### [Stored data entries]

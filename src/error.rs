//! Error taxonomy for the workspace execution service.
//!
//! Every component raises a tagged [`ServiceError`] locally; the dispatcher
//! maps known variants onto the `error` field of the result envelope and an
//! HTTP status code, leaving anything else to bubble up as a 500.

use axum::http::StatusCode;
use std::path::PathBuf;

/// A tagged error from any component of the service.
#[derive(Debug, thiserror::Error)]
pub enum ServiceError {
    #[error("invalid path: {0}")]
    InvalidPath(String),

    #[error("invalid mode: {0}")]
    InvalidMode(String),

    #[error("invalid arguments: {0}")]
    InvalidArguments(String),

    #[error("command too long ({len} bytes). maximum allowed: {max} bytes")]
    CommandTooLong { len: usize, max: usize },

    #[error("session {0} has not started")]
    NotStarted(u32),

    #[error("session {0} is busy running '{1}'")]
    Busy(u32, String),

    #[error("{0}")]
    NotFound(String),

    #[error("path is not a file: {0}")]
    NotFile(PathBuf),

    #[error("path is not a directory: {0}")]
    NotDirectory(PathBuf),

    #[error("already exists: {0}")]
    AlreadyExists(PathBuf),

    #[error("directory not empty: {0}")]
    NotEmpty(PathBuf),

    #[error("no undo history for {0}")]
    NoHistory(PathBuf),

    #[error("out of range: {0}")]
    OutOfRange(String),

    #[error("multiple occurrences found; set all_occurrences=true to replace all")]
    Ambiguous,

    #[error("session {0} timed out after {1} seconds")]
    Timeout(u32, f64),

    #[error("stream error: {0}")]
    StreamError(String),

    #[error("session {0} must be restarted (process exited)")]
    ProcessExited(u32),

    #[error("io error: {0}")]
    IoError(String),
}

impl ServiceError {
    /// Maps an error onto the HTTP status the dispatcher returns for it.
    ///
    /// Request/state errors are client-correctable (400); anything else
    /// bubbles as a 500.
    #[must_use]
    pub fn status_code(&self) -> StatusCode {
        match self {
            ServiceError::InvalidPath(_)
            | ServiceError::InvalidMode(_)
            | ServiceError::InvalidArguments(_)
            | ServiceError::CommandTooLong { .. }
            | ServiceError::NotStarted(_)
            | ServiceError::Busy(_, _)
            | ServiceError::NotFound(_)
            | ServiceError::NotFile(_)
            | ServiceError::NotDirectory(_)
            | ServiceError::AlreadyExists(_)
            | ServiceError::NotEmpty(_)
            | ServiceError::NoHistory(_)
            | ServiceError::OutOfRange(_)
            | ServiceError::Ambiguous => StatusCode::BAD_REQUEST,
            ServiceError::Timeout(_, _)
            | ServiceError::StreamError(_)
            | ServiceError::ProcessExited(_)
            | ServiceError::IoError(_) => StatusCode::INTERNAL_SERVER_ERROR,
        }
    }
}

impl From<std::io::Error> for ServiceError {
    fn from(e: std::io::Error) -> Self {
        ServiceError::IoError(e.to_string())
    }
}
//! Workspace enumeration: `rg --files` fast path (respects nested
//! `.gitignore` files), falling back to a `walkdir` traversal if ripgrep is
//! unavailable or fails.

use crate::path_guard;
use serde::Serialize;
use std::path::{Path, PathBuf};
use tokio::process::Command;

#[derive(Debug, Clone, Serialize)]
pub struct WorkspaceItem {
    pub name: String,
    pub path: String,
    pub relative_path: String,
    #[serde(rename = "type")]
    pub kind: &'static str,
}

#[derive(Debug, Clone, Serialize)]
pub struct WorkspaceListing {
    pub workspace_path: String,
    pub total_items: usize,
    pub items: Vec<WorkspaceItem>,
}

/// Enumerate every non-excluded path under `root`. `git_ignore` controls
/// whether ripgrep's own `.gitignore` handling is honored (`true`) or
/// suppressed with `--no-ignore` (`false`); callers default to listing
/// everything unless they opt into git-aware filtering.
pub async fn list_workspace(
    root: &Path,
    git_ignore: bool,
    exclusion_patterns: &[String],
) -> anyhow::Result<WorkspaceListing> {
    let all_paths = ripgrep_files(root, git_ignore)
        .await
        .unwrap_or_else(|_| walkdir_files(root));

    let mut items: Vec<WorkspaceItem> = Vec::new();
    for path in all_paths {
        if path_guard::is_excluded(root, &path, exclusion_patterns) {
            continue;
        }

        let Ok(relative) = path.strip_prefix(root) else {
            continue;
        };

        let is_dir = path.is_dir();
        items.push(WorkspaceItem {
            name: path
                .file_name()
                .map(|n| n.to_string_lossy().to_string())
                .unwrap_or_default(),
            path: path.to_string_lossy().to_string(),
            relative_path: relative.to_string_lossy().to_string(),
            kind: if is_dir { "directory" } else { "file" },
        });
    }

    items.sort_by(|a, b| a.relative_path.cmp(&b.relative_path));

    Ok(WorkspaceListing {
        workspace_path: root.to_string_lossy().to_string(),
        total_items: items.len(),
        items,
    })
}

async fn ripgrep_files(root: &Path, git_ignore: bool) -> anyhow::Result<Vec<PathBuf>> {
    let mut cmd = Command::new("rg");
    cmd.args(["--files", "--hidden", "--color", "never"]);
    if !git_ignore {
        cmd.arg("--no-ignore");
    }
    cmd.current_dir(root);

    let output = cmd.output().await?;
    if !output.status.success() {
        anyhow::bail!(
            "ripgrep failed with code {:?}: {}",
            output.status.code(),
            String::from_utf8_lossy(&output.stderr)
        );
    }

    let stdout = String::from_utf8_lossy(&output.stdout);
    Ok(stdout
        .lines()
        .filter(|l| !l.trim().is_empty())
        .map(|l| root.join(l.trim()))
        .collect())
}

fn walkdir_files(root: &Path) -> Vec<PathBuf> {
    walkdir::WalkDir::new(root)
        .into_iter()
        .filter_map(Result::ok)
        .map(|entry| entry.path().to_path_buf())
        .filter(|p| p != root)
        .collect()
}

#[cfg(test)]
mod tests {
    use super::*;
    use tempfile::TempDir;

    #[tokio::test]
    async fn lists_nested_files_excluding_dotfiles() {
        let dir = TempDir::new().unwrap();
        tokio::fs::create_dir(dir.path().join("src")).await.unwrap();
        tokio::fs::write(dir.path().join("src/main.rs"), "").await.unwrap();
        tokio::fs::write(dir.path().join(".env"), "").await.unwrap();

        let patterns = crate::config::default_exclusion_patterns();
        let listing = list_workspace(dir.path(), false, &patterns).await.unwrap();

        let paths: Vec<_> = listing.items.iter().map(|i| i.relative_path.as_str()).collect();
        assert!(paths.contains(&"src/main.rs"));
        assert!(!paths.contains(&".env"));
    }

    #[tokio::test]
    async fn items_sorted_by_relative_path() {
        let dir = TempDir::new().unwrap();
        tokio::fs::write(dir.path().join("b.txt"), "").await.unwrap();
        tokio::fs::write(dir.path().join("a.txt"), "").await.unwrap();

        let patterns = crate::config::default_exclusion_patterns();
        let listing = list_workspace(dir.path(), false, &patterns).await.unwrap();
        let paths: Vec<_> = listing.items.iter().map(|i| i.relative_path.clone()).collect();
        let mut sorted = paths.clone();
        sorted.sort();
        assert_eq!(paths, sorted);
    }
}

### [EXERCISE DESCRIPTION]
Every line holding the string "async" should be copied here, so please find those lines in the data.

### [SOLVED EXERCISE]
pub async fn list_workspace(
async fn ripgrep_files(root: &Path, git_ignore: bool) -> anyhow::Result<Vec<PathBuf>> {
    async fn lists_nested_files_excluding_dotfiles() {
    async fn items_sorted_by_relative_path() {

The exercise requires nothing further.